The Wildwood Recreation Site is a natural recreation area surrounded by the Mount Hood National Forest in northern Oregon, United States. It encompasses 580 acre of old growth forest and five miles (8 km) of interpretive trail along the Salmon River. It features Cascade Streamwatch, an underwater viewport into a mountain stream bed and live fish habitat. There is a wetland boardwalk trail, and trail access to the nearby 70 sqmi Salmon-Huckleberry Wilderness, and the Sandy River.

Wildwood educational programs offer scientists and researchers to help students gather and analyze environmental data related to the Salmon environment such as the river's chemical and physical properties, and the many resident invertebrates.

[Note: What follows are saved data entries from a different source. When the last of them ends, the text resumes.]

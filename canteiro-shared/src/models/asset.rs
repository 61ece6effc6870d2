//! Tools, machines and supplies
//!
//! Tools and machines are lent out one at a time (`holder_employee_id` while `in_use`).
//! Supplies are counted in `unit`s and consumed; `min_quantity` drives stock alerts.

use chrono::{DateTime, Utc};
use serde::{Deserialize, Serialize};
use sqlx::{PgConnection, PgPool, Postgres, QueryBuilder};
use uuid::Uuid;
use validator::Validate;

use super::{double_option, push_set, Page, PageRequest};
use crate::validation::validate_not_blank;

#[derive(Debug, Clone, Copy, PartialEq, Eq, Serialize, Deserialize, sqlx::Type)]
#[sqlx(type_name = "asset_kind", rename_all = "snake_case")]
#[serde(rename_all = "snake_case")]
pub enum AssetKind {
    Tool,
    Machine,
    Supply,
}

impl AssetKind {
    /// Tools and machines are lent and returned; supplies are consumed
    pub fn is_lendable(&self) -> bool {
        !matches!(self, AssetKind::Supply)
    }

    pub fn as_str(&self) -> &'static str {
        match self {
            AssetKind::Tool => "tool",
            AssetKind::Machine => "machine",
            AssetKind::Supply => "supply",
        }
    }
}

#[derive(Debug, Clone, Copy, PartialEq, Eq, Default, Serialize, Deserialize, sqlx::Type)]
#[sqlx(type_name = "asset_status", rename_all = "snake_case")]
#[serde(rename_all = "snake_case")]
pub enum AssetStatus {
    #[default]
    Available,
    InUse,
    Maintenance,
    Retired,
}

impl AssetStatus {
    pub fn as_str(&self) -> &'static str {
        match self {
            AssetStatus::Available => "available",
            AssetStatus::InUse => "in_use",
            AssetStatus::Maintenance => "maintenance",
            AssetStatus::Retired => "retired",
        }
    }
}

#[derive(Debug, Clone, Serialize, Deserialize, sqlx::FromRow)]
pub struct Asset {
    pub id: Uuid,
    pub company_id: Uuid,
    pub kind: AssetKind,
    pub name: String,
    pub code: String,
    pub status: AssetStatus,
    pub quantity: i32,
    pub unit: String,
    pub min_quantity: i32,
    pub holder_employee_id: Option<Uuid>,
    pub location: Option<String>,
    pub created_at: DateTime<Utc>,
    pub updated_at: DateTime<Utc>,
}

impl Asset {
    pub fn is_low_stock(&self) -> bool {
        self.kind == AssetKind::Supply && self.quantity <= self.min_quantity
    }
}

#[derive(Debug, Clone, Deserialize, Validate)]
pub struct CreateAsset {
    pub kind: AssetKind,

    #[validate(length(min = 1, max = 255, message = "Name must be 1 to 255 characters"))]
    pub name: String,

    #[validate(length(min = 1, max = 64), custom(function = "validate_not_blank"))]
    pub code: String,

    #[serde(default)]
    pub status: AssetStatus,

    #[serde(default = "default_quantity")]
    #[validate(range(min = 0, message = "Quantity must not be negative"))]
    pub quantity: i32,

    #[serde(default = "default_unit")]
    #[validate(length(min = 1, max = 16))]
    pub unit: String,

    #[serde(default)]
    #[validate(range(min = 0, message = "Minimum quantity must not be negative"))]
    pub min_quantity: i32,

    #[validate(length(max = 255))]
    pub location: Option<String>,
}

fn default_quantity() -> i32 {
    1
}

fn default_unit() -> String {
    "un".to_string()
}

/// Holder and status move through checkouts and checkins
#[derive(Debug, Clone, Default, Deserialize, Validate)]
pub struct UpdateAsset {
    #[validate(length(min = 1, max = 255, message = "Name must be 1 to 255 characters"))]
    pub name: Option<String>,

    #[validate(length(min = 1, max = 64), custom(function = "validate_not_blank"))]
    pub code: Option<String>,

    /// Only `maintenance`, `retired` or back to `available`; see [`UpdateAsset::status_allowed`]
    pub status: Option<AssetStatus>,

    #[validate(range(min = 0, message = "Quantity must not be negative"))]
    pub quantity: Option<i32>,

    #[validate(length(min = 1, max = 16))]
    pub unit: Option<String>,

    #[validate(range(min = 0, message = "Minimum quantity must not be negative"))]
    pub min_quantity: Option<i32>,

    #[serde(default, deserialize_with = "double_option")]
    pub location: Option<Option<String>>,
}

impl UpdateAsset {
    /// `in_use` is only reachable by checking the asset out
    pub fn status_allowed(&self) -> bool {
        self.status != Some(AssetStatus::InUse)
    }
}

#[derive(Debug, Clone, Default, Deserialize)]
pub struct AssetFilter {
    pub kind: Option<AssetKind>,
    pub status: Option<AssetStatus>,
    pub holder_employee_id: Option<Uuid>,
    /// Only supplies at or below minimum quantity
    pub low_stock: Option<bool>,
}

pub(crate) const COLUMNS: &str = "id, company_id, kind, name, code, status, quantity, unit, min_quantity, \
                                  holder_employee_id, location, created_at, updated_at";

fn push_filters(qb: &mut QueryBuilder<'_, Postgres>, company_id: Uuid, filter: &AssetFilter, page: &PageRequest) {
    qb.push(" WHERE company_id = ").push_bind(company_id);

    if let Some(kind) = filter.kind {
        qb.push(" AND kind = ").push_bind(kind);
    }
    if let Some(status) = filter.status {
        qb.push(" AND status = ").push_bind(status);
    }
    if let Some(holder) = filter.holder_employee_id {
        qb.push(" AND holder_employee_id = ").push_bind(holder);
    }
    if filter.low_stock == Some(true) {
        qb.push(" AND kind = 'supply' AND quantity <= min_quantity");
    }
    if let Some(pattern) = &page.search {
        qb.push(" AND (name ILIKE ")
            .push_bind(pattern.clone())
            .push(" OR code ILIKE ")
            .push_bind(pattern.clone())
            .push(" OR location ILIKE ")
            .push_bind(pattern.clone())
            .push(")");
    }
}

impl Asset {
    pub const SORTABLE: &'static [&'static str] = &["name", "code", "kind", "status", "quantity", "created_at"];

    pub async fn create(pool: &PgPool, company_id: Uuid, data: CreateAsset) -> Result<Self, sqlx::Error> {
        let asset = sqlx::query_as::<_, Asset>(&format!(
            r#"
            INSERT INTO assets (company_id, kind, name, code, status, quantity, unit, min_quantity, location)
            VALUES ($1, $2, $3, $4, $5, $6, $7, $8, $9)
            RETURNING {}
            "#,
            COLUMNS
        ))
        .bind(company_id)
        .bind(data.kind)
        .bind(data.name)
        .bind(data.code.trim().to_string())
        .bind(data.status)
        .bind(data.quantity)
        .bind(data.unit)
        .bind(data.min_quantity)
        .bind(data.location)
        .fetch_one(pool)
        .await?;

        Ok(asset)
    }

    pub async fn find_by_id(pool: &PgPool, company_id: Uuid, id: Uuid) -> Result<Option<Self>, sqlx::Error> {
        let asset = sqlx::query_as::<_, Asset>(&format!(
            "SELECT {} FROM assets WHERE company_id = $1 AND id = $2",
            COLUMNS
        ))
        .bind(company_id)
        .bind(id)
        .fetch_optional(pool)
        .await?;

        Ok(asset)
    }

    /// Loads an asset and locks it for a movement
    pub async fn lock(conn: &mut PgConnection, company_id: Uuid, id: Uuid) -> Result<Option<Self>, sqlx::Error> {
        let asset = sqlx::query_as::<_, Asset>(&format!(
            "SELECT {} FROM assets WHERE company_id = $1 AND id = $2 FOR UPDATE",
            COLUMNS
        ))
        .bind(company_id)
        .bind(id)
        .fetch_optional(&mut *conn)
        .await?;

        Ok(asset)
    }

    pub async fn list(
        pool: &PgPool,
        company_id: Uuid,
        filter: &AssetFilter,
        page: &PageRequest,
    ) -> Result<Page<Self>, sqlx::Error> {
        let mut count = QueryBuilder::new("SELECT COUNT(*) FROM assets");
        push_filters(&mut count, company_id, filter, page);
        let total: i64 = count.build_query_scalar::<i64>().fetch_one(pool).await?;

        let mut query = QueryBuilder::new(format!("SELECT {} FROM assets", COLUMNS));
        push_filters(&mut query, company_id, filter, page);
        page.push_tail(&mut query);
        let items = query.build_query_as::<Asset>().fetch_all(pool).await?;

        Ok(Page::new(items, total, page))
    }

    pub async fn update(
        pool: &PgPool,
        company_id: Uuid,
        id: Uuid,
        data: UpdateAsset,
    ) -> Result<Option<Self>, sqlx::Error> {
        let mut qb = QueryBuilder::new("UPDATE assets SET updated_at = NOW()");
        push_set(&mut qb, "name", data.name);
        push_set(&mut qb, "code", data.code.map(|c| c.trim().to_string()));
        push_set(&mut qb, "status", data.status);
        push_set(&mut qb, "quantity", data.quantity);
        push_set(&mut qb, "unit", data.unit);
        push_set(&mut qb, "min_quantity", data.min_quantity);
        push_set(&mut qb, "location", data.location);
        qb.push(" WHERE company_id = ")
            .push_bind(company_id)
            .push(" AND id = ")
            .push_bind(id)
            .push(" RETURNING ")
            .push(COLUMNS);

        let asset = qb.build_query_as::<Asset>().fetch_optional(pool).await?;

        Ok(asset)
    }

    pub async fn delete(pool: &PgPool, company_id: Uuid, id: Uuid) -> Result<bool, sqlx::Error> {
        let result = sqlx::query("DELETE FROM assets WHERE company_id = $1 AND id = $2")
            .bind(company_id)
            .bind(id)
            .execute(pool)
            .await?;

        Ok(result.rows_affected() > 0)
    }
}

#[cfg(test)]
mod tests {
    use super::*;

    #[test]
    fn test_kind_lending() {
        assert!(AssetKind::Tool.is_lendable());
        assert!(AssetKind::Machine.is_lendable());
        assert!(!AssetKind::Supply.is_lendable());
    }

    #[test]
    fn test_low_stock_only_for_supplies() {
        let mut asset = Asset {
            id: Uuid::new_v4(),
            company_id: Uuid::new_v4(),
            kind: AssetKind::Supply,
            name: "Areia".to_string(),
            code: "SUP-010".to_string(),
            status: AssetStatus::Available,
            quantity: 3,
            unit: "m3".to_string(),
            min_quantity: 5,
            holder_employee_id: None,
            location: None,
            created_at: Utc::now(),
            updated_at: Utc::now(),
        };
        assert!(asset.is_low_stock());

        asset.kind = AssetKind::Tool;
        assert!(!asset.is_low_stock());
    }

    #[test]
    fn test_create_defaults() {
        let data: CreateAsset =
            serde_json::from_str(r#"{"kind":"tool","name":"Furadeira","code":"FER-001"}"#).unwrap();
        assert_eq!(data.quantity, 1);
        assert_eq!(data.unit, "un");
        assert_eq!(data.status, AssetStatus::Available);
        assert!(data.validate().is_ok());

        let blank: CreateAsset =
            serde_json::from_str(r#"{"kind":"supply","name":"Cimento","code":"  ","quantity":-5}"#).unwrap();
        let errors = blank.validate().unwrap_err();
        assert!(errors.field_errors().contains_key("code"));
        assert!(errors.field_errors().contains_key("quantity"));
    }

    #[test]
    fn test_status_update_rules() {
        let update: UpdateAsset = serde_json::from_str(r#"{"status":"in_use"}"#).unwrap();
        assert!(!update.status_allowed());

        let update: UpdateAsset = serde_json::from_str(r#"{"status":"maintenance"}"#).unwrap();
        assert!(update.status_allowed());
    }
}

A variety of streams and wetlands provide a diverse environment. Sixes Creek and a quarter mile (400 m) side channel of the Salmon River (restored in 1998), provide habitat for several anadromous fish: steelhead, Cutthroat trout and Chinook salmon. The wetlands and Huckleberry Mountain are the source of Sixes Creek, both of which provide habitat for juvenile Coho salmon, waterbirds, amphibians, and migratory birds. Other frequently seen wildlife include beavers, blacktail deer, raccoons, rabbits, and snakes. The entire 33.9 mile (55 km) length of the Salmon River is protected as a National Wild and Scenic River. Wildwood Recreation Site is 39 mi east of Portland, Oregon, on U.S. Route 26 along the Mount Hood Scenic Byway just east of the Mount Hood National Forest information center. This area was near the end of the Barlow Road, the end of the Oregon Trail.

The site is administered by the Bureau of Land Management and charges an admission fee. Facilities include outdoor study areas, picnic areas, group shelters for up to 200 people, softball diamonds, volleyball pits, basketball courts, horseshoe pits, playground with jungle gym, swings and slides.